*** Study material ***

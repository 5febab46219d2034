// SPDX-FileCopyrightText: OpenTalk GmbH <mail@opentalk.eu>
//
// SPDX-License-Identifier: EUPL-1.2

//! Echoes the id of the request's tracing span in the `x-request-id` response header
use actix_web::dev::{Service, ServiceRequest, ServiceResponse, Transform};
use actix_web::http::header::{HeaderName, HeaderValue};
use actix_web::{Error, HttpMessage};
use futures::future::{ready, LocalBoxFuture, Ready};
use futures::FutureExt;
use tracing_actix_web::RequestId;

/// Middleware factory
///
/// Must be wrapped by the [`TracingLogger`](tracing_actix_web::TracingLogger) which assigns the [`RequestId`].
#[derive(Clone)]
pub struct RequestIdHeader;

impl<S, B> Transform<S, ServiceRequest> for RequestIdHeader
where
    S: Service<ServiceRequest, Response = ServiceResponse<B>, Error = Error>,
    S::Future: 'static,
{
    type Response = ServiceResponse<B>;
    type Error = Error;
    type Transform = RequestIdHeaderMiddleware<S>;
    type InitError = ();
    type Future = Ready<Result<Self::Transform, Self::InitError>>;

    fn new_transform(&self, service: S) -> Self::Future {
        ready(Ok(RequestIdHeaderMiddleware { service }))
    }
}

pub struct RequestIdHeaderMiddleware<S> {
    service: S,
}

impl<S, B> Service<ServiceRequest> for RequestIdHeaderMiddleware<S>
where
    S: Service<ServiceRequest, Response = ServiceResponse<B>, Error = Error>,
    S::Future: 'static,
{
    type Response = ServiceResponse<B>;
    type Error = Error;
    type Future = LocalBoxFuture<'static, Result<ServiceResponse<B>, Error>>;

    actix_web::dev::forward_ready!(service);

    fn call(&self, req: ServiceRequest) -> Self::Future {
        let request_id = req.extensions().get::<RequestId>().cloned();
        let fut = self.service.call(req);

        async move {
            let mut res = fut.await?;

            if let Some(request_id) = request_id {
                let value = HeaderValue::from_str(&request_id.to_string())?;

                let _ = res
                    .headers_mut()
                    .insert(HeaderName::from_static("x-request-id"), value);
            }

            Ok(res)
        }
        .boxed_local()
    }
}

*** End of Study material ***

Every line in the material must be repeated verbatim.

repository 5febab46219d2034
// SPDX-FileCopyrightText: OpenTalk GmbH <mail@opentalk.eu>
//
// SPDX-License-Identifier: EUPL-1.2

//! Echoes the id of the request's tracing span in the `x-request-id` response header
use actix_web::dev::{Service, ServiceRequest, ServiceResponse, Transform};
use actix_web::http::header::{HeaderName, HeaderValue};
use actix_web::{Error, HttpMessage};
use futures::future::{ready, LocalBoxFuture, Ready};
use futures::FutureExt;
use tracing_actix_web::RequestId;

/// Middleware factory
///
/// Must be wrapped by the [`TracingLogger`](tracing_actix_web::TracingLogger) which assigns the [`RequestId`].
#[derive(Clone)]
pub struct RequestIdHeader;

impl<S, B> Transform<S, ServiceRequest> for RequestIdHeader
where
    S: Service<ServiceRequest, Response = ServiceResponse<B>, Error = Error>,
    S::Future: 'static,
{
    type Response = ServiceResponse<B>;
    type Error = Error;
    type Transform = RequestIdHeaderMiddleware<S>;
    type InitError = ();
    type Future = Ready<Result<Self::Transform, Self::InitError>>;

    fn new_transform(&self, service: S) -> Self::Future {
        ready(Ok(RequestIdHeaderMiddleware { service }))
    }
}

pub struct RequestIdHeaderMiddleware<S> {
    service: S,
}

impl<S, B> Service<ServiceRequest> for RequestIdHeaderMiddleware<S>
where
    S: Service<ServiceRequest, Response = ServiceResponse<B>, Error = Error>,
    S::Future: 'static,
{
    type Response = ServiceResponse<B>;
    type Error = Error;
    type Future = LocalBoxFuture<'static, Result<ServiceResponse<B>, Error>>;

    actix_web::dev::forward_ready!(service);

    fn call(&self, req: ServiceRequest) -> Self::Future {
        let request_id = req.extensions().get::<RequestId>().cloned();
        let fut = self.service.call(req);

        async move {
            let mut res = fut.await?;

            if let Some(request_id) = request_id {
                let value = HeaderValue::from_str(&request_id.to_string())?;

                let _ = res
                    .headers_mut()
                    .insert(HeaderName::from_static("x-request-id"), value);
            }

            Ok(res)
        }
        .boxed_local()
    }
}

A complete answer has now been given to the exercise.